Here’s another one that I photographed in my office on July 26, 2011. But, it was actually found dead in the back window of a car some months earlier, sometime around February[1]. And who knows how long it might have been there, it was completely dried out and had probably been rattling around since at least the previous summer.

This shows the big hazard of actual dried insect specimens: they are crazily fragile, and the legs break off at the slightest provocation. All that stayed on with this one are the two big swimming legs.

And I say “swimming legs” because this is clearly a Predaceous Diving Beetle in the family Dytiscidae. The long hairs on the strong hind legs make them very effective swimming paddles.

Even though they are predatory, they don’t have the huge mandibles that we normally associate with carnivorous beetles (unlike their highly-aggressive larvae) . It’s a shame that the front legs are missing, I expect that if they were still present we’d see that they were fairly strong and adapted for grasping prey.

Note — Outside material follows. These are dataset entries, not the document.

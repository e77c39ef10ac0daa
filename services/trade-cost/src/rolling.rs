//! Rolling mid-price statistics
//!
//! Keeps a time-bounded window of mid-price samples and derives realized
//! volatility from the log returns between consecutive samples. Each sample
//! caches its log return against its predecessor, so eviction and
//! `volatility()` never recompute logarithms.
//!
//! Eviction is lazy: it only happens on `push`.

use std::collections::VecDeque;
use std::time::Duration;

use rust_decimal::prelude::ToPrimitive;
use rust_decimal::Decimal;
use serde::{Deserialize, Serialize};
use tracing::{debug, warn};
use types::errors::EstimatorError;

/// Default rolling window: 30 minutes.
pub const DEFAULT_WINDOW: Duration = Duration::from_secs(30 * 60);

/// Minimum samples for a volatility estimate (one log return).
pub const MIN_SAMPLES: usize = 2;

/// A single mid-price observation.
#[derive(Debug, Clone, Copy, PartialEq, Serialize, Deserialize)]
pub struct MidPriceSample {
    /// Unix nanoseconds
    pub timestamp: i64,
    pub mid_price: Decimal,
}

/// Cached per-sample data.
#[derive(Debug, Clone, Copy)]
struct Entry {
    sample: MidPriceSample,
    ln_price: f64,
}

/// Fixed-duration sliding window over mid-price samples.
#[derive(Debug, Clone)]
pub struct RollingStatistics {
    samples: VecDeque<Entry>,
    /// `returns[i]` is the log return from `samples[i]` to `samples[i + 1]`.
    returns: VecDeque<f64>,
    window_nanos: i64,
}

impl RollingStatistics {
    pub fn new(window: Duration) -> Self {
        Self {
            samples: VecDeque::new(),
            returns: VecDeque::new(),
            window_nanos: i64::try_from(window.as_nanos()).unwrap_or(i64::MAX),
        }
    }

    /// Append a sample and evict samples older than the window.
    ///
    /// Timestamps behind the newest sample are clamped to it so ordering
    /// stays monotonic in arrival order. Non-positive prices are ignored.
    /// Returns whether the sample was retained.
    pub fn push(&mut self, timestamp: i64, mid_price: Decimal) -> bool {
        let ln_price = match mid_price.to_f64() {
            Some(p) if p > 0.0 && p.is_finite() => p.ln(),
            _ => {
                warn!(%mid_price, "Ignoring non-positive mid price sample");
                return false;
            }
        };

        let timestamp = match self.samples.back() {
            Some(last) if timestamp < last.sample.timestamp => {
                debug!(
                    received = timestamp,
                    newest = last.sample.timestamp,
                    "Clamping out-of-order sample timestamp"
                );
                last.sample.timestamp
            }
            _ => timestamp,
        };

        if let Some(last) = self.samples.back() {
            self.returns.push_back(ln_price - last.ln_price);
        }
        self.samples.push_back(Entry {
            sample: MidPriceSample {
                timestamp,
                mid_price,
            },
            ln_price,
        });

        self.evict(timestamp);
        true
    }

    fn evict(&mut self, newest: i64) {
        let cutoff = newest.saturating_sub(self.window_nanos);
        while let Some(front) = self.samples.front() {
            if front.sample.timestamp >= cutoff {
                break;
            }
            self.samples.pop_front();
            // The evicted sample's outgoing return no longer has a start point.
            self.returns.pop_front();
        }
    }

    /// Population standard deviation of log returns in the window.
    pub fn volatility(&self) -> Result<f64, EstimatorError> {
        if self.samples.len() < MIN_SAMPLES {
            return Err(EstimatorError::InsufficientSamples {
                available: self.samples.len(),
                required: MIN_SAMPLES,
            });
        }

        let n = self.returns.len() as f64;
        let mean = self.returns.iter().sum::<f64>() / n;
        let variance = self
            .returns
            .iter()
            .map(|r| {
                let d = r - mean;
                d * d
            })
            .sum::<f64>()
            / n;
        Ok(variance.sqrt())
    }

    /// Number of retained samples.
    pub fn len(&self) -> usize {
        self.samples.len()
    }

    pub fn is_empty(&self) -> bool {
        self.samples.is_empty()
    }

    /// Newest retained sample.
    pub fn latest(&self) -> Option<MidPriceSample> {
        self.samples.back().map(|entry| entry.sample)
    }

    /// Oldest retained sample.
    pub fn oldest(&self) -> Option<MidPriceSample> {
        self.samples.front().map(|entry| entry.sample)
    }

    /// Configured window length.
    pub fn window(&self) -> Duration {
        Duration::from_nanos(u64::try_from(self.window_nanos).unwrap_or(u64::MAX))
    }

    pub fn clear(&mut self) {
        self.samples.clear();
        self.returns.clear();
    }
}

impl Default for RollingStatistics {
    fn default() -> Self {
        Self::new(DEFAULT_WINDOW)
    }
}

Unlike the water scavenger beetle in the previous posting, this one has no keel and is thinner. I think this one’s hunting style is to lurk on the surface (with its brown mottling disguising it as a small dead leaf), with its downward-looking eyes used to spot likely prey items swimming underneath it. It would then quickly swim down to snatch it with a few strokes of its big, oar-like rear legs, which are good for a short burst of speed but not so much for sustained swimming.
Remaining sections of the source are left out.